Mentre cade il decimo anniversario del massacro di Shengal, a Batman (Turchia) si registra un piccolo gesto di resistenza civile contro l’ennesimo attacco all’identità curda: il ripristino della segnaletica nella lingua locale. Non lo si consideri irrilevante, anche se – paragonato a quanto avviene in Rojava e in Bashur (Iraq) con le operazioni militari di Ankara e dei suoi ascari jihadisti e a dieci anni dalle stragi di Shengal contro i curdi yazidi – potrebbe sembrare una piccola cosa.
Riguardo a tale anniversario, è di questi giorni una dichiarazione del Fronte delle Donne del Kurdistan del Sud sull’aggressione, correttamente definita “genocida”, operata dall’isis a Shengal (Sinjar) il 3 agosto 2014. Un massacro che – sottolinea il comunicato – costituiva il 74esimo sofferto dalla comunità yazidi nella sua storia.
Nel denunciare che migliaia di donne sono state assassinate o catturate (e non sempre è stato poi possibile trovare una soluzione per riportarle a casa), il fronte ricorda tuttavia come le ypg (Yekîneyên Parastina Gel – unità di protezione popolare) e le ypj (Yekîneyên Parastina Jin – unità di difesa delle donne) siano riuscite a liberarne o riscattarne centinaia.

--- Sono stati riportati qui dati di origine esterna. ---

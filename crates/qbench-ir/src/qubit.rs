//! Qubit and classical bit identifiers.

use serde::{Deserialize, Serialize};
use std::fmt;

/// Index of a qubit within a circuit.
#[derive(Debug, Clone, Copy, PartialEq, Eq, PartialOrd, Ord, Hash, Serialize, Deserialize)]
pub struct QubitId(pub u32);

impl QubitId {
    /// The index as a `usize`, for bit arithmetic.
    #[inline]
    pub fn index(self) -> usize {
        self.0 as usize
    }
}

impl fmt::Display for QubitId {
    fn fmt(&self, f: &mut fmt::Formatter<'_>) -> fmt::Result {
        write!(f, "q{}", self.0)
    }
}

impl From<u32> for QubitId {
    fn from(id: u32) -> Self {
        QubitId(id)
    }
}

/// Index of a classical bit within a circuit.
#[derive(Debug, Clone, Copy, PartialEq, Eq, PartialOrd, Ord, Hash, Serialize, Deserialize)]
pub struct ClbitId(pub u32);

impl ClbitId {
    /// The index as a `usize`.
    #[inline]
    pub fn index(self) -> usize {
        self.0 as usize
    }
}

impl fmt::Display for ClbitId {
    fn fmt(&self, f: &mut fmt::Formatter<'_>) -> fmt::Result {
        write!(f, "c{}", self.0)
    }
}

impl From<u32> for ClbitId {
    fn from(id: u32) -> Self {
        ClbitId(id)
    }
}

/// A named register covering a contiguous range of bit indices.
///
/// OpenQASM 2.0 programs declare registers (`qreg q[2];`); the circuit
/// flattens them into one index space and keeps the names for emission.
#[derive(Debug, Clone, PartialEq, Eq, Serialize, Deserialize)]
pub struct Register {
    /// Register name as declared.
    pub name: String,
    /// First flattened index.
    pub offset: u32,
    /// Number of bits.
    pub size: u32,
}

impl Register {
    /// Create a register.
    pub fn new(name: impl Into<String>, offset: u32, size: u32) -> Self {
        Self {
            name: name.into(),
            offset,
            size,
        }
    }

    /// Whether the flattened index falls inside this register.
    pub fn contains(&self, index: u32) -> bool {
        index >= self.offset && index < self.offset + self.size
    }
}

#[cfg(test)]
mod tests {
    use super::*;

    #[test]
    fn test_display() {
        assert_eq!(format!("{}", QubitId(3)), "q3");
        assert_eq!(format!("{}", ClbitId(1)), "c1");
    }

    #[test]
    fn test_register_contains() {
        let reg = Register::new("q", 2, 3);
        assert!(!reg.contains(1));
        assert!(reg.contains(2));
        assert!(reg.contains(4));
        assert!(!reg.contains(5));
    }
}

Così come è avvenuto per tanti minori rapiti dalle milizie jihadiste (anche se di circa 1300 si son perse le tracce; molti di loro, secondo l’intelligence curda, attualmente si troverebbero in Turchia).
Inoltre l’isis, in sintonia con lo Stato turco, aveva cercato di cancellare, fare tabula rasa della lingua, della cultura, dell’autogoverno e della stessa vita degli yazidi. Senza però riuscirci.
Con la stessa logica di attacco alla cultura curda le autorità turche, con precise direttive del ministero dell’Interno ai prefetti delle province curde, avevano provveduto a far cancellare manu militari la segnaletica in lingua locale posta a tutela dei pedoni nella città di Batman. Con un particolare accanimento erano state eliminate le scritte “Pêşî Peya” (precedenza ai pedoni) e “Hêdî” (rallentate).
Espressione, a mio avviso, di un atteggiamento comunque prevaricatore, intollerante nei confronti dei soggetti più deboli (almeno sulle strade).
Successivamente, il 31 luglio la municipalità (il co-sindaco Gülistan Sönük con numerosi esponenti del consiglio comunale) e la cittadinanza avevano provveduto a ripristinarle. All’iniziativa prendeva parte anche il deputato del partito della Democrazia e dell’Uguaglianza dei Popoli, Zeynep Oduncu.
I partecipanti avevano cantato una canzone curda (Zimanê Kurdî) e scandito slogan in curdo (“Zimanê me rûmeta me ye”, ossia “la nostra lingua è il nostro orgoglio”).
Negli ultimi tempi gli attacchi alla cultura e all’identità del popolo curdo si sono andati intensificando, sia con gli arresti di persone che eseguivano danze e canzoni tradizionali, sia appunto cancellando le scritte nella loro lingua. Non solo la segnaletica stradale ovviamente. Ma questa aveva assunto un significato particolare in quanto, come ha ricordato Gülistan Sönük, “la perdita di vite umane lungo le strade dovute all’assenza di prevenzione sembra non aver turbato il sonno delle autorità turche, ma le scritte in curdo sì”.
Come dicevo, non sembri una piccola cosa. Ricordo solo che il Black Panther Party for Self-Defence di Huey Newton e Bobby Seale nacque da un’iniziativa similare (come si può apprendere dal film Panther di Van Peebles): ossia quando nel 1966 i cittadini afro-americani di un quartiere di Oakland si organizzarono per regolare il traffico su una strada pericolosa e priva di semafori dove molti bambini avevano perso la vita.